The background. After a model is first trained, it is often polished with reinforcement learning: it tries things, gets rewarded for good outcomes, and adjusts. For a tool-using agent, a single task might mean a dozen actions in sequence, call a search tool, read the result, call a calculator, format an answer, with reward only at the end. That long, multi-step structure is exactly what makes the training fragile, because a small problem early in the chain can cascade.
What the authors found is precise and a little surprising. The collapse is not the model forgetting how to use tools; the underlying skill stays intact. Instead, the training causes unexpected probability spikes in a few specific control tokens, the small structural markers that tell the system things like start a tool call here or stop. When the probability of one of these control tokens balloons out of proportion, it scrambles the agent's structured execution, the way a single stuck key on a keyboard can wreck an otherwise fine sentence. The capability is fine; the scaffolding that organizes it breaks.
An analogy. Picture a skilled chef who knows every recipe perfectly. Now imagine that during a stressful service, they develop a tic where they compulsively shout next, next, next out of turn. The cooking knowledge is untouched, but the kitchen's choreography falls apart because the control signals, the calls that coordinate the line, have gone haywire.

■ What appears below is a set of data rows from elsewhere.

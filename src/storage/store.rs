//! Directory of recordings, one file per fingerprint

use std::fs;
use std::io::{self, Write};
use std::path::{Path, PathBuf};

use tempfile::NamedTempFile;
use tracing::{debug, info};

use super::format::Recording;
use super::RECORDING_EXTENSION;
use crate::fingerprint::Fingerprint;
use crate::{Result, UnderstudyError};

/// Filesystem store for recordings
#[derive(Debug, Clone)]
pub struct RecordingStore {
    dir: PathBuf,
}

impl RecordingStore {
    /// Open a store rooted at `dir`, creating the directory if needed
    ///
    /// # Errors
    ///
    /// Returns error if the directory cannot be created
    pub fn open(dir: impl Into<PathBuf>) -> Result<Self> {
        let dir = dir.into();
        fs::create_dir_all(&dir).map_err(|source| UnderstudyError::PersistenceFailure {
            path: dir.clone(),
            source,
        })?;
        Ok(Self { dir })
    }

    /// Open a store that must already exist, without creating anything
    ///
    /// # Errors
    ///
    /// Returns error if `dir` is not a directory
    pub fn open_existing(dir: impl Into<PathBuf>) -> Result<Self> {
        let dir = dir.into();
        if !dir.is_dir() {
            return Err(UnderstudyError::Io(io::Error::new(
                io::ErrorKind::NotFound,
                format!("Recording directory not found: {}", dir.display()),
            )));
        }
        Ok(Self { dir })
    }

    /// Root directory
    #[must_use]
    pub fn dir(&self) -> &Path {
        &self.dir
    }

    /// Path of the recording file for `fingerprint`
    #[must_use]
    pub fn path_for(&self, fingerprint: &Fingerprint) -> PathBuf {
        self.dir
            .join(format!("{}.{RECORDING_EXTENSION}", fingerprint.to_hex()))
    }

    /// Write a recording, replacing any previous one for the same fingerprint
    ///
    /// The file is written to a temporary sibling and renamed into place, so
    /// readers never observe a partial recording.
    ///
    /// # Errors
    ///
    /// Returns [`UnderstudyError::PersistenceFailure`] if any step fails
    pub fn save(&self, recording: &Recording) -> Result<PathBuf> {
        let fingerprint = recording.validate()?;
        let path = self.path_for(&fingerprint);
        let fail = |source: io::Error| UnderstudyError::PersistenceFailure {
            path: path.clone(),
            source,
        };

        let data = serde_json::to_vec_pretty(recording).map_err(|e| fail(e.into()))?;

        let mut temp = NamedTempFile::new_in(&self.dir).map_err(fail)?;
        temp.write_all(&data).map_err(fail)?;
        temp.as_file().sync_all().map_err(fail)?;
        temp.persist(&path).map_err(|e| fail(e.error))?;

        info!(
            "Saved recording {} ({} bytes) to {}",
            fingerprint.short(),
            data.len(),
            path.display()
        );
        Ok(path)
    }

    /// Load the recording for `fingerprint`, if any
    ///
    /// # Errors
    ///
    /// Returns error if the file exists but cannot be read or decoded, or if
    /// it belongs to a different fingerprint
    pub fn load(&self, fingerprint: &Fingerprint) -> Result<Option<Recording>> {
        let path = self.path_for(fingerprint);
        let data = match fs::read(&path) {
            Ok(data) => data,
            Err(e) if e.kind() == io::ErrorKind::NotFound => return Ok(None),
            Err(e) => return Err(e.into()),
        };

        let recording: Recording = serde_json::from_slice(&data).map_err(|e| {
            UnderstudyError::InvalidFormat(format!("{}: {e}", path.display()))
        })?;

        let stored = recording.validate()?;
        if stored != *fingerprint {
            return Err(UnderstudyError::InvalidFormat(format!(
                "{}: holds fingerprint {stored}",
                path.display()
            )));
        }

        debug!("Loaded recording {}", fingerprint.short());
        Ok(Some(recording))
    }

    /// Whether a recording exists for `fingerprint`
    #[must_use]
    pub fn contains(&self, fingerprint: &Fingerprint) -> bool {
        self.path_for(fingerprint).is_file()
    }

    /// Fingerprints of every recording in the store, sorted
    ///
    /// # Errors
    ///
    /// Returns error if the directory cannot be listed
    pub fn list(&self) -> Result<Vec<Fingerprint>> {
        let mut fingerprints = Vec::new();
        for entry in fs::read_dir(&self.dir)? {
            let path = entry?.path();
            if path.extension().and_then(|e| e.to_str()) != Some(RECORDING_EXTENSION) {
                continue;
            }
            if let Some(fingerprint) = path
                .file_stem()
                .and_then(|s| s.to_str())
                .and_then(|s| s.parse().ok())
            {
                fingerprints.push(fingerprint);
            }
        }
        fingerprints.sort_unstable();
        Ok(fingerprints)
    }

    /// Delete the recording for `fingerprint`; returns whether one existed
    ///
    /// # Errors
    ///
    /// Returns error if the file exists but cannot be removed
    pub fn remove(&self, fingerprint: &Fingerprint) -> Result<bool> {
        match fs::remove_file(self.path_for(fingerprint)) {
            Ok(()) => Ok(true),
            Err(e) if e.kind() == io::ErrorKind::NotFound => Ok(false),
            Err(e) => Err(e.into()),
        }
    }
}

The dishes come out wrong not because the chef forgot how to cook but because the timing commands got corrupted. That is what runaway control-token probabilities do to an agent.
The fix is to stop training purely by trial and error and weave in supervision. The researchers tested several kinds of guidance, including showing the model correct examples, giving it hints, and even deliberately showing it bad examples to learn from, and found that interleaving ordinary supervised learning with the reinforcement learning keeps the control tokens in check and the training stable. In short, pure self-directed practice destabilizes; mixing in a teacher who occasionally shows the right way steadies the whole process.
Why it matters: this is a load-bearing problem for the entire agent boom. Every company racing to ship agents that book travel, write and run code, or manage workflows has to train them on exactly these long, multi-step tool-use tasks, and instability in that training is a hidden tax that wastes expensive compute and produces unreliable agents. A clean diagnosis, the problem is control tokens, not lost capability, plus a concrete remedy, blend in supervision, is the kind of unglamorous result that quietly makes the next generation of agents more dependable. It pairs naturally with the week's other agent-reliability work, including research on rewarding agents without a clear referee.
The honest caveat: the fix is not free. The authors note that interleaving supervised training with reinforcement learning can hurt performance on out-of-distribution tasks, situations that look different from the training examples. That is a real trade-off: leaning on supervised examples stabilizes training but can also tether the agent to the patterns it was shown, making it a bit less adaptable when the world throws it something genuinely new. This is also a single study on specific setups, and like much agent-training research it will need replication across more models and tasks before the recipe is treated as settled. Still, naming the precise failure mode is a meaningful step, because you cannot fix what you cannot see.